▸ Try it
Count every line of these entries that holds the word "LinkClicksDailyRepository", and reply with the number only.

(Source data)

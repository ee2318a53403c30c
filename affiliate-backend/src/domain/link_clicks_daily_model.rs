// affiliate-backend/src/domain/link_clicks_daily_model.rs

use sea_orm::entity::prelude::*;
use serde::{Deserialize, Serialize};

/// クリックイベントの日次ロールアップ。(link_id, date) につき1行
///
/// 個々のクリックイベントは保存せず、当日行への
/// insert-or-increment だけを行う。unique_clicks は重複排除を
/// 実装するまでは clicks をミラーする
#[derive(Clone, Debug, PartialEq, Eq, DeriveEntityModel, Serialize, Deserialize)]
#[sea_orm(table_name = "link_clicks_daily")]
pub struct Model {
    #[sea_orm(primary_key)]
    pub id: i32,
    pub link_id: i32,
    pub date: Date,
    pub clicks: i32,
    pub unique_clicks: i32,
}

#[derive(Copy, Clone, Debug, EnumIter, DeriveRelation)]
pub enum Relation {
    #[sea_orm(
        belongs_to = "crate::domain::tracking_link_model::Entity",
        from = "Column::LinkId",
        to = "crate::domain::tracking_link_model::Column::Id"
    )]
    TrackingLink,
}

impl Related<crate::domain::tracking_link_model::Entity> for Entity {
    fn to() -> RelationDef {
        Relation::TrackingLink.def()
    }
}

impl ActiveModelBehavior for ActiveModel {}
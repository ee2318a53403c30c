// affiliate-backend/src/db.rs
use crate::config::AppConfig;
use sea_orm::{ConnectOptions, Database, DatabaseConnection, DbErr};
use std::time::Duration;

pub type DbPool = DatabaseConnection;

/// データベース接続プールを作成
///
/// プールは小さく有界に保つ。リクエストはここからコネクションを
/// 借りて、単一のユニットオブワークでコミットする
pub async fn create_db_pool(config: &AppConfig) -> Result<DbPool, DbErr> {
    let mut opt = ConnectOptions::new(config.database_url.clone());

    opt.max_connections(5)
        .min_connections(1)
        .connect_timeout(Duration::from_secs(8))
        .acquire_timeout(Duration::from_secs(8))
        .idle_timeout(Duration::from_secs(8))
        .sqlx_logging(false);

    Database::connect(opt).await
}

--

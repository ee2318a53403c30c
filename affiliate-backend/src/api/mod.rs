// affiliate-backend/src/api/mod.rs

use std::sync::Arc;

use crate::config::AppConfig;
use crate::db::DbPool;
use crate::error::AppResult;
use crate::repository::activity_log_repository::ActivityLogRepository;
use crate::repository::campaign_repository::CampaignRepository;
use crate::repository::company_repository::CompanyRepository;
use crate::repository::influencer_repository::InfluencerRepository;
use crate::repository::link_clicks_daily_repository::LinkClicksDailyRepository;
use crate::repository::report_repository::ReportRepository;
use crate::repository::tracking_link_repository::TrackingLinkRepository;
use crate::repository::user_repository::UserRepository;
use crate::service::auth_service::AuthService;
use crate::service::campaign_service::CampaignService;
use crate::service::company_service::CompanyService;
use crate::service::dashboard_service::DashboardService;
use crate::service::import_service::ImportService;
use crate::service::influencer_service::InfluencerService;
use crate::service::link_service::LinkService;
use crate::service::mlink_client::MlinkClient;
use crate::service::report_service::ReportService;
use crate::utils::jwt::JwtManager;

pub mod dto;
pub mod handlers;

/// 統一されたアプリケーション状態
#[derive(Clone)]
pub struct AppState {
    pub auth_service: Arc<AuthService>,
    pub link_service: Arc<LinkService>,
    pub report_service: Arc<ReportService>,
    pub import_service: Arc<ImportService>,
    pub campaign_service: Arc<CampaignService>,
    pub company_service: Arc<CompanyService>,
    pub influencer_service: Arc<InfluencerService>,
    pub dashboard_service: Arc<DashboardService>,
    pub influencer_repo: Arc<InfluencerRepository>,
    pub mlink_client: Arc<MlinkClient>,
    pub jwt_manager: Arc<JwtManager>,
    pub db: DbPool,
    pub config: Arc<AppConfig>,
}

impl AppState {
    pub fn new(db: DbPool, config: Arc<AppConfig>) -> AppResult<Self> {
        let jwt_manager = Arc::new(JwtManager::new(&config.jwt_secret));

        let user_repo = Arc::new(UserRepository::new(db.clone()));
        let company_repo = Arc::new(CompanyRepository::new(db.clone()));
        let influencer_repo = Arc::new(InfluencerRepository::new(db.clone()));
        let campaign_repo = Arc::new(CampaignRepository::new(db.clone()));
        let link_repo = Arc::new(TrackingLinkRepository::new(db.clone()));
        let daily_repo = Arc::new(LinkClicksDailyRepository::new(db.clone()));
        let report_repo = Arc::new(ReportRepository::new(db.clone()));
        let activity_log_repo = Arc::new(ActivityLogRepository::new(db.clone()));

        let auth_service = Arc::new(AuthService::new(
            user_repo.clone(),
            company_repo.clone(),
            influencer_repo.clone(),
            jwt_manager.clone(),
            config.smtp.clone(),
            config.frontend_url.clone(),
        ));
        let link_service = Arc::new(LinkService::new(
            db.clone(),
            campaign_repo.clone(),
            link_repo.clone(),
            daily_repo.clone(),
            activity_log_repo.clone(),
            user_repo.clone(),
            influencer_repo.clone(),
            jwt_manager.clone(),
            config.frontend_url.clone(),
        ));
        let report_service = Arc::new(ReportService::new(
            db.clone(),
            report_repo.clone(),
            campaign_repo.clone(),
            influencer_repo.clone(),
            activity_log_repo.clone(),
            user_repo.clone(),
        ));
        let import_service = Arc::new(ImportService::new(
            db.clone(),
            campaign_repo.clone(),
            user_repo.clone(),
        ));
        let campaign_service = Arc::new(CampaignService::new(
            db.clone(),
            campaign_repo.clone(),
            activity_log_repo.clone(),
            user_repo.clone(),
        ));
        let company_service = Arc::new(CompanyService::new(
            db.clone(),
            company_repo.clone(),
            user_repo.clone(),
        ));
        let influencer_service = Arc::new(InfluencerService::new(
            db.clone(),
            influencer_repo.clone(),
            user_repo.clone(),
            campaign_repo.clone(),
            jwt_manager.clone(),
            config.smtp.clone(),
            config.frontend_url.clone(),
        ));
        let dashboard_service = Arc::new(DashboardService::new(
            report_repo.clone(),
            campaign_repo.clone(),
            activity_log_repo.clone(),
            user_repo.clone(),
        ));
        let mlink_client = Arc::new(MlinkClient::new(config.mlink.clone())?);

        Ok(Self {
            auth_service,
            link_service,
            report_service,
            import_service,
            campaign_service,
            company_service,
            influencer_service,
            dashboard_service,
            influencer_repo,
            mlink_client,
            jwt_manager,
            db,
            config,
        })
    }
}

▸ Answer box
2